What you will do »
Begin at the first line of the records below and, please, give each line again exactly until the line with "API base URL" is included.

Dataset entries:
--- START ---

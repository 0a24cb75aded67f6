//! GitHub API transport and client.
//!
//! This module provides the HTTP edge of the acquisition layer:
//! - `Transport` - the seam between the engine and the network, so tests
//!   can script responses without a server
//! - `UreqTransport` - the real blocking HTTP implementation
//! - `GithubClient` - request construction (base URL, auth, API headers)
//! - Wire-format records for the issues, comments, and repository listing
//!   endpoints, deserializing only the fields we care about
//!
//! Non-2xx responses are returned as data (`ApiResponse`), not errors, so
//! rate-limit metadata stays observable on every response; `decode_json`
//! maps them into the error taxonomy afterwards.

use chrono::{DateTime, Utc};
use serde::Deserialize;
use serde::de::DeserializeOwned;

use crate::models::{Comment, Issue, IssueState, Label, Repository, UserRef};
use crate::{Error, Result};

/// GitHub API base URL
pub const GITHUB_API_BASE: &str = "https://api.github.com";

/// User-Agent header required by the GitHub API
pub const USER_AGENT: &str = "spyglass-cli";

/// API version header value
const API_VERSION: &str = "2022-11-28";

/// Page size used for all paginated listings
pub const PER_PAGE: usize = 100;

/// A response from the remote API.
///
/// Carries the rate-limit metadata from the response headers regardless of
/// status, so the tracker can observe every call.
#[derive(Debug, Clone)]
pub struct ApiResponse {
    /// HTTP status code
    pub status: u16,
    /// Raw response body
    pub body: String,
    /// `x-ratelimit-remaining` header, when present
    pub rate_remaining: Option<u32>,
    /// `x-ratelimit-reset` header (epoch seconds), when present
    pub rate_reset: Option<i64>,
}

impl ApiResponse {
    /// Whether the status is 2xx.
    pub fn is_success(&self) -> bool {
        (200..300).contains(&self.status)
    }

    /// Whether this is a 403 whose message indicates rate-limit exhaustion.
    pub fn is_rate_limit_exhaustion(&self) -> bool {
        self.status == 403 && self.error_message().to_lowercase().contains("rate limit")
    }

    /// The reset time from the rate-limit headers, as a timestamp.
    pub fn rate_reset_at(&self) -> Option<DateTime<Utc>> {
        self.rate_reset.and_then(|secs| DateTime::from_timestamp(secs, 0))
    }

    /// Extract the structured error message from the body, falling back to
    /// the raw body text.
    pub fn error_message(&self) -> String {
        #[derive(Deserialize)]
        struct ErrorBody {
            message: String,
        }

        serde_json::from_str::<ErrorBody>(&self.body)
            .map(|e| e.message)
            .unwrap_or_else(|_| self.body.trim().to_string())
    }
}

/// Transport seam for remote calls.
///
/// `Err` is reserved for transport-level failures (no response at all);
/// a non-2xx status comes back as an `ApiResponse` like any other.
pub trait Transport {
    /// Issue a GET request with the given headers.
    fn get(&self, url: &str, headers: &[(&str, String)]) -> Result<ApiResponse>;
}

/// Blocking HTTP transport backed by ureq.
pub struct UreqTransport;

impl UreqTransport {
    fn convert(resp: ureq::Response) -> Result<ApiResponse> {
        let status = resp.status();
        let rate_remaining = resp
            .header("x-ratelimit-remaining")
            .and_then(|v| v.parse().ok());
        let rate_reset = resp.header("x-ratelimit-reset").and_then(|v| v.parse().ok());
        let body = resp
            .into_string()
            .map_err(|e| Error::Network(e.to_string()))?;

        Ok(ApiResponse {
            status,
            body,
            rate_remaining,
            rate_reset,
        })
    }
}

impl Transport for UreqTransport {
    fn get(&self, url: &str, headers: &[(&str, String)]) -> Result<ApiResponse> {
        let mut request = ureq::get(url);
        for (name, value) in headers {
            request = request.set(name, value);
        }

        match request.call() {
            Ok(resp) => Self::convert(resp),
            Err(ureq::Error::Status(_, resp)) => Self::convert(resp),
            Err(e) => Err(Error::Network(e.to_string())),
        }
    }
}

/// Client for the GitHub REST API.
///
/// Builds request URLs and headers; the bearer token is passed through
/// as-is, never validated or refreshed.
pub struct GithubClient {
    transport: Box<dyn Transport>,
    base_url: String,
    token: Option<String>,
}

impl GithubClient {
    /// Create a client over the real HTTP transport.
    pub fn new(token: Option<String>) -> Self {
        Self::with_transport(Box::new(UreqTransport), token)
    }

    /// Create a client over an explicit transport (used by tests).
    pub fn with_transport(transport: Box<dyn Transport>, token: Option<String>) -> Self {
        Self {
            transport,
            base_url: GITHUB_API_BASE.to_string(),
            token,
        }
    }

    /// Whether a bearer token is configured.
    pub fn has_token(&self) -> bool {
        self.token.is_some()
    }

    /// The underlying transport, for non-API fetches (catalog source).
    pub fn transport(&self) -> &dyn Transport {
        self.transport.as_ref()
    }

    /// GET an API path (leading slash), with auth and API headers.
    pub fn get(&self, path: &str) -> Result<ApiResponse> {
        let url = format!("{}{}", self.base_url, path);
        let mut headers: Vec<(&str, String)> = vec![
            ("Accept", "application/vnd.github+json".to_string()),
            ("User-Agent", USER_AGENT.to_string()),
            ("X-GitHub-Api-Version", API_VERSION.to_string()),
        ];
        if let Some(token) = &self.token {
            headers.push(("Authorization", format!("Bearer {}", token)));
        }

        self.transport.get(&url, &headers)
    }
}

/// Decode a JSON API response, mapping non-2xx statuses into the error
/// taxonomy. Rate-limit exhaustion is distinguished from other remote
/// errors so callers can record it.
pub fn decode_json<T: DeserializeOwned>(resp: &ApiResponse) -> Result<T> {
    if resp.is_rate_limit_exhaustion() {
        return Err(Error::RateLimited {
            reset_at: resp.rate_reset_at(),
        });
    }
    if !resp.is_success() {
        return Err(Error::Api {
            status: resp.status,
            message: resp.error_message(),
        });
    }

    Ok(serde_json::from_str(&resp.body)?)
}

/// A user reference as it appears on the wire.
#[derive(Debug, Deserialize)]
pub struct UserRecord {
    pub login: String,
    #[serde(default)]
    pub avatar_url: Option<String>,
}

impl UserRecord {
    fn into_user_ref(self) -> UserRef {
        UserRef {
            login: self.login,
            avatar_url: self.avatar_url,
        }
    }
}

/// A label as it appears on the wire.
#[derive(Debug, Deserialize)]
pub struct LabelRecord {
    pub name: String,
    #[serde(default)]
    pub color: String,
}

/// An entry from the issues listing endpoint (only fields we care about).
///
/// Pull requests share this endpoint; they carry a `pull_request` marker
/// and are not domain issues.
#[derive(Debug, Deserialize)]
pub struct IssueRecord {
    pub id: u64,
    pub number: u64,
    pub title: String,
    #[serde(default)]
    pub body: Option<String>,
    pub state: IssueState,
    pub created_at: DateTime<Utc>,
    pub updated_at: DateTime<Utc>,
    #[serde(default)]
    pub comments: u32,
    #[serde(default)]
    pub assignees: Vec<UserRecord>,
    #[serde(default)]
    pub labels: Vec<LabelRecord>,
    pub user: UserRecord,
    pub html_url: String,
    #[serde(default)]
    pub pull_request: Option<serde_json::Value>,
}

impl IssueRecord {
    /// Whether this listing entry is actually a pull request.
    pub fn is_pull_request(&self) -> bool {
        self.pull_request.is_some()
    }

    /// Convert into a domain issue owned by the given repository.
    pub fn into_issue(self, repository: &str) -> Issue {
        Issue {
            id: self.id,
            number: self.number,
            title: self.title,
            body: self.body,
            state: self.state,
            created_at: self.created_at,
            updated_at: self.updated_at,
            comment_count: self.comments,
            assignees: self
                .assignees
                .into_iter()
                .map(UserRecord::into_user_ref)
                .collect(),
            labels: self
                .labels
                .into_iter()
                .map(|l| Label {
                    name: l.name,
                    color: l.color,
                })
                .collect(),
            repository: repository.to_string(),
            author: self.user.into_user_ref(),
            url: self.html_url,
            comments: Vec::new(),
        }
    }
}

/// A comment as it appears on the wire.
#[derive(Debug, Deserialize)]
pub struct CommentRecord {
    pub user: UserRecord,
    #[serde(default)]
    pub body: String,
    pub created_at: DateTime<Utc>,
}

impl CommentRecord {
    /// Convert into a domain comment.
    pub fn into_comment(self) -> Comment {
        Comment {
            author: self.user.login,
            body: self.body,
            created_at: self.created_at,
        }
    }
}

/// An entry from the org repository listing (only fields we care about).
#[derive(Debug, Deserialize)]
pub struct RepoRecord {
    pub name: String,
    #[serde(default)]
    pub description: Option<String>,
    #[serde(default)]
    pub default_branch: Option<String>,
    pub html_url: String,
    #[serde(default)]
    pub archived: bool,
    #[serde(default)]
    pub has_issues: bool,
}

impl RepoRecord {
    /// Convert into a repository descriptor. API-sourced repositories have
    /// no curated display name.
    pub fn into_repository(self) -> Repository {
        Repository {
            name: self.name,
            display_name: None,
            description: self.description,
            default_branch: self.default_branch,
            open_issue_count: None,
            total_issue_count: None,
            url: self.html_url,
        }
    }
}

--- END ---

Exercise answer »
repository 0a24cb75aded67f6
//! GitHub API transport and client.
//!
//! This module provides the HTTP edge of the acquisition layer:
//! - `Transport` - the seam between the engine and the network, so tests
//!   can script responses without a server
//! - `UreqTransport` - the real blocking HTTP implementation
//! - `GithubClient` - request construction (base URL, auth, API headers)
//! - Wire-format records for the issues, comments, and repository listing
//!   endpoints, deserializing only the fields we care about
//!
//! Non-2xx responses are returned as data (`ApiResponse`), not errors, so
//! rate-limit metadata stays observable on every response; `decode_json`
//! maps them into the error taxonomy afterwards.

use chrono::{DateTime, Utc};
use serde::Deserialize;
use serde::de::DeserializeOwned;

use crate::models::{Comment, Issue, IssueState, Label, Repository, UserRef};
use crate::{Error, Result};

/// GitHub API base URL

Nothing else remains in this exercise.